Task requirements:
What you return should match every entry, character for character.
◇ ◇ ◇ ◇ ◇
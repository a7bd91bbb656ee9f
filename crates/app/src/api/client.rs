//! HTTP implementation of the remote API.

use std::sync::Arc;
use std::time::Duration;

use async_trait::async_trait;
use bluefruit_core::{Email, ProductId};
use serde::Serialize;
use serde::de::DeserializeOwned;
use url::Url;

use super::types::{
    CreatedOrder, EmailBody, EmailCodeBody, LoginRequest, LoginResponse, NewPasswordBody,
    OrderPayload, ProductDto, Registration,
};
use super::{ApiError, RemoteApi};
use crate::config::AppConfig;
use crate::models::{Product, Session};

/// Client for the Blue Fruit REST API.
///
/// Cheaply cloneable; every request carries the configured timeout so a
/// hung submission surfaces as a failure instead of blocking the app.
#[derive(Debug, Clone)]
pub struct ApiClient {
    inner: Arc<ApiClientInner>,
}

#[derive(Debug)]
struct ApiClientInner {
    client: reqwest::Client,
    base_url: Url,
}

impl ApiClient {
    /// Create a new API client.
    ///
    /// `base_url` must end with a slash (config normalizes this) so joined
    /// paths keep the full prefix.
    ///
    /// # Errors
    ///
    /// Returns `ApiError::Http` if the underlying HTTP client cannot be
    /// built.
    pub fn new(base_url: Url, timeout: Duration) -> Result<Self, ApiError> {
        let client = reqwest::Client::builder().timeout(timeout).build()?;

        Ok(Self {
            inner: Arc::new(ApiClientInner { client, base_url }),
        })
    }

    /// Create a client from app configuration.
    ///
    /// # Errors
    ///
    /// Returns `ApiError::Http` if the underlying HTTP client cannot be
    /// built.
    pub fn from_config(config: &AppConfig) -> Result<Self, ApiError> {
        Self::new(config.api_base_url.clone(), config.request_timeout)
    }

    fn endpoint(&self, path: &str) -> Result<Url, ApiError> {
        Ok(self.inner.base_url.join(path)?)
    }

    async fn get_json<T: DeserializeOwned>(&self, path: &str) -> Result<T, ApiError> {
        let response = self.inner.client.get(self.endpoint(path)?).send().await?;
        Self::decode(response).await
    }

    async fn post_json<B, T>(&self, path: &str, body: &B) -> Result<T, ApiError>
    where
        B: Serialize + ?Sized,
        T: DeserializeOwned,
    {
        let response = self
            .inner
            .client
            .post(self.endpoint(path)?)
            .json(body)
            .send()
            .await?;
        Self::decode(response).await
    }

    async fn post_unit<B: Serialize + ?Sized>(&self, path: &str, body: &B) -> Result<(), ApiError> {
        let response = self
            .inner
            .client
            .post(self.endpoint(path)?)
            .json(body)
            .send()
            .await?;
        Self::check_status(response).await.map(|_| ())
    }

    /// Check the status and return the body text for parsing.
    async fn check_status(response: reqwest::Response) -> Result<String, ApiError> {
        let status = response.status();
        let text = response.text().await?;

        if !status.is_success() {
            // Prefer the server's own message when the error body has one
            let message = serde_json::from_str::<ErrorBody>(&text).map_or_else(
                |_| text.chars().take(200).collect(),
                |body| body.message,
            );
            tracing::error!(status = %status, message = %message, "API returned non-success status");
            return Err(ApiError::Status {
                status: status.as_u16(),
                message,
            });
        }

        Ok(text)
    }

    async fn decode<T: DeserializeOwned>(response: reqwest::Response) -> Result<T, ApiError> {
        let text = Self::check_status(response).await?;

        match serde_json::from_str(&text) {
            Ok(value) => Ok(value),
            Err(e) => {
                tracing::error!(
                    error = %e,
                    body = %text.chars().take(500).collect::<String>(),
                    "Failed to parse API response"
                );
                Err(ApiError::Parse(e))
            }
        }
    }
}

/// Error body shape the API uses for non-2xx responses.
#[derive(Debug, serde::Deserialize)]
struct ErrorBody {
    message: String,
}

#[async_trait]
impl RemoteApi for ApiClient {
    async fn login(&self, email: &Email, password: &str) -> Result<Session, ApiError> {
        let response: LoginResponse = self
            .post_json(
                "login",
                &LoginRequest {
                    email: email.as_str(),
                    password,
                },
            )
            .await?;
        Ok(response.user.into())
    }

    async fn create_order(&self, order: &OrderPayload) -> Result<CreatedOrder, ApiError> {
        self.post_json("orders", order).await
    }

    async fn products(&self) -> Result<Vec<Product>, ApiError> {
        let dtos: Vec<ProductDto> = self.get_json("products").await?;
        Ok(dtos.into_iter().map(ProductDto::into_product).collect())
    }

    async fn product(&self, id: &ProductId) -> Result<Product, ApiError> {
        let dto: ProductDto = self.get_json(&format!("products/{}", id.as_str())).await?;
        Ok(dto.into_product())
    }

    async fn random_product(&self) -> Result<Product, ApiError> {
        let dto: ProductDto = self.get_json("products/random").await?;
        Ok(dto.into_product())
    }

    async fn request_recovery_code(&self, email: &Email) -> Result<(), ApiError> {
        self.post_unit(
            "passwordRecovery/requestCode",
            &EmailBody {
                email: email.as_str(),
            },
        )
        .await
    }

    async fn verify_recovery_code(&self, email: &Email, code: &str) -> Result<(), ApiError> {
        self.post_unit(
            "passwordRecovery/verifyCode",
            &EmailCodeBody {
                email: email.as_str(),
                code,
            },
        )
        .await
    }

    async fn set_new_password(
        &self,
        email: &Email,
        code: &str,
        new_password: &str,
    ) -> Result<(), ApiError> {
        self.post_unit(
            "passwordRecovery/newPassword",
            &NewPasswordBody {
                email: email.as_str(),
                code,
                new_password,
            },
        )
        .await
    }

    async fn register_customer(&self, registration: &Registration) -> Result<(), ApiError> {
        self.post_unit("registerCustomers", registration).await
    }

    async fn verify_email_code(&self, email: &Email, code: &str) -> Result<(), ApiError> {
        self.post_unit(
            "registerCustomers/verifyCodeEmail",
            &EmailCodeBody {
                email: email.as_str(),
                code,
            },
        )
        .await
    }
}

#[cfg(test)]
#[allow(clippy::unwrap_used)]
mod tests {
    use super::*;

    fn client() -> ApiClient {
        ApiClient::new(
            Url::parse("https://example.com/api/").unwrap(),
            Duration::from_secs(20),
        )
        .unwrap()
    }

    #[test]
    fn test_endpoint_keeps_base_path() {
        let url = client().endpoint("orders").unwrap();
        assert_eq!(url.as_str(), "https://example.com/api/orders");
    }

    #[test]
    fn test_endpoint_nested_path() {
        let url = client().endpoint("passwordRecovery/requestCode").unwrap();
        assert_eq!(
            url.as_str(),
            "https://example.com/api/passwordRecovery/requestCode"
        );
    }

    #[test]
    fn test_error_body_parses() {
        let body: ErrorBody =
            serde_json::from_str(r#"{"message":"Credenciales incorrectas"}"#).unwrap();
        assert_eq!(body.message, "Credenciales incorrectas");
    }
}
◇ ◇ ◇ ◇ ◇
Exercise result:
repository a7bd91bbb656ee9f
filename crates/app/src/api/client.rs
//! HTTP implementation of the remote API.

use std::sync::Arc;
use std::time::Duration;

use async_trait::async_trait;
use bluefruit_core::{Email, ProductId};
use serde::Serialize;
use serde::de::DeserializeOwned;
use url::Url;

use super::types::{
    CreatedOrder, EmailBody, EmailCodeBody, LoginRequest, LoginResponse, NewPasswordBody,
    OrderPayload, ProductDto, Registration,
};
use super::{ApiError, RemoteApi};
use crate::config::AppConfig;
use crate::models::{Product, Session};

/// Client for the Blue Fruit REST API.
///
/// Cheaply cloneable; every request carries the configured timeout so a
/// hung submission surfaces as a failure instead of blocking the app.
#[derive(Debug, Clone)]
pub struct ApiClient {
    inner: Arc<ApiClientInner>,
}

#[derive(Debug)]
struct ApiClientInner {
    client: reqwest::Client,
    base_url: Url,
}

impl ApiClient {
    /// Create a new API client.
    ///
    /// `base_url` must end with a slash (config normalizes this) so joined
    /// paths keep the full prefix.
    ///
    /// # Errors
    ///
    /// Returns `ApiError::Http` if the underlying HTTP client cannot be
    /// built.
    pub fn new(base_url: Url, timeout: Duration) -> Result<Self, ApiError> {
        let client = reqwest::Client::builder().timeout(timeout).build()?;

        Ok(Self {
            inner: Arc::new(ApiClientInner { client, base_url }),
        })
    }

    /// Create a client from app configuration.
    ///
    /// # Errors
    ///
    /// Returns `ApiError::Http` if the underlying HTTP client cannot be
    /// built.
    pub fn from_config(config: &AppConfig) -> Result<Self, ApiError> {
        Self::new(config.api_base_url.clone(), config.request_timeout)
    }

    fn endpoint(&self, path: &str) -> Result<Url, ApiError> {
        Ok(self.inner.base_url.join(path)?)
    }

    async fn get_json<T: DeserializeOwned>(&self, path: &str) -> Result<T, ApiError> {
        let response = self.inner.client.get(self.endpoint(path)?).send().await?;
        Self::decode(response).await
    }

    async fn post_json<B, T>(&self, path: &str, body: &B) -> Result<T, ApiError>
    where
        B: Serialize + ?Sized,
        T: DeserializeOwned,
    {
        let response = self
            .inner
            .client
            .post(self.endpoint(path)?)
            .json(body)
            .send()
            .await?;
        Self::decode(response).await
    }

    async fn post_unit<B: Serialize + ?Sized>(&self, path: &str, body: &B) -> Result<(), ApiError> {
        let response = self
            .inner
            .client
            .post(self.endpoint(path)?)
            .json(body)
            .send()
            .await?;
        Self::check_status(response).await.map(|_| ())
    }

    /// Check the status and return the body text for parsing.
    async fn check_status(response: reqwest::Response) -> Result<String, ApiError> {
        let status = response.status();
        let text = response.text().await?;

        if !status.is_success() {
            // Prefer the server's own message when the error body has one
            let message = serde_json::from_str::<ErrorBody>(&text).map_or_else(
                |_| text.chars().take(200).collect(),
                |body| body.message,
            );
            tracing::error!(status = %status, message = %message, "API returned non-success status");
            return Err(ApiError::Status {
                status: status.as_u16(),
                message,
            });
        }

        Ok(text)
    }

    async fn decode<T: DeserializeOwned>(response: reqwest::Response) -> Result<T, ApiError> {
        let text = Self::check_status(response).await?;

        match serde_json::from_str(&text) {
            Ok(value) => Ok(value),
            Err(e) => {
                tracing::error!(
                    error = %e,
                    body = %text.chars().take(500).collect::<String>(),
                    "Failed to parse API response"
                );
                Err(ApiError::Parse(e))
            }
        }
    }
}

/// Error body shape the API uses for non-2xx responses.
#[derive(Debug, serde::Deserialize)]
struct ErrorBody {
    message: String,
}

#[async_trait]
impl RemoteApi for ApiClient {
    async fn login(&self, email: &Email, password: &str) -> Result<Session, ApiError> {
        let response: LoginResponse = self
            .post_json(
                "login",
                &LoginRequest {
                    email: email.as_str(),
                    password,
                },
            )
            .await?;
        Ok(response.user.into())
    }

    async fn create_order(&self, order: &OrderPayload) -> Result<CreatedOrder, ApiError> {
        self.post_json("orders", order).await
    }

    async fn products(&self) -> Result<Vec<Product>, ApiError> {
        let dtos: Vec<ProductDto> = self.get_json("products").await?;
        Ok(dtos.into_iter().map(ProductDto::into_product).collect())
    }

    async fn product(&self, id: &ProductId) -> Result<Product, ApiError> {
        let dto: ProductDto = self.get_json(&format!("products/{}", id.as_str())).await?;
        Ok(dto.into_product())
    }

    async fn random_product(&self) -> Result<Product, ApiError> {
        let dto: ProductDto = self.get_json("products/random").await?;
        Ok(dto.into_product())
    }

    async fn request_recovery_code(&self, email: &Email) -> Result<(), ApiError> {
        self.post_unit(
            "passwordRecovery/requestCode",
            &EmailBody {
                email: email.as_str(),
            },
        )
        .await
    }

    async fn verify_recovery_code(&self, email: &Email, code: &str) -> Result<(), ApiError> {
        self.post_unit(
            "passwordRecovery/verifyCode",
            &EmailCodeBody {
                email: email.as_str(),
                code,
            },
        )
        .await
    }

    async fn set_new_password(
        &self,
        email: &Email,
        code: &str,
        new_password: &str,
    ) -> Result<(), ApiError> {
        self.post_unit(
            "passwordRecovery/newPassword",
            &NewPasswordBody {
                email: email.as_str(),
                code,
                new_password,
            },
        )
        .await
    }

    async fn register_customer(&self, registration: &Registration) -> Result<(), ApiError> {
        self.post_unit("registerCustomers", registration).await
    }

    async fn verify_email_code(&self, email: &Email, code: &str) -> Result<(), ApiError> {
        self.post_unit(
            "registerCustomers/verifyCodeEmail",
            &EmailCodeBody {
                email: email.as_str(),
                code,
            },
        )
        .await
    }
}

#[cfg(test)]
#[allow(clippy::unwrap_used)]
mod tests {
    use super::*;

    fn client() -> ApiClient {
        ApiClient::new(
            Url::parse("https://example.com/api/").unwrap(),
            Duration::from_secs(20),
        )
        .unwrap()
    }

    #[test]
    fn test_endpoint_keeps_base_path() {
        let url = client().endpoint("orders").unwrap();
        assert_eq!(url.as_str(), "https://example.com/api/orders");
    }

    #[test]
    fn test_endpoint_nested_path() {
        let url = client().endpoint("passwordRecovery/requestCode").unwrap();
        assert_eq!(
            url.as_str(),
            "https://example.com/api/passwordRecovery/requestCode"
        );
    }

    #[test]
    fn test_error_body_parses() {
        let body: ErrorBody =
            serde_json::from_str(r#"{"message":"Credenciales incorrectas"}"#).unwrap();
        assert_eq!(body.message, "Credenciales incorrectas");
    }
}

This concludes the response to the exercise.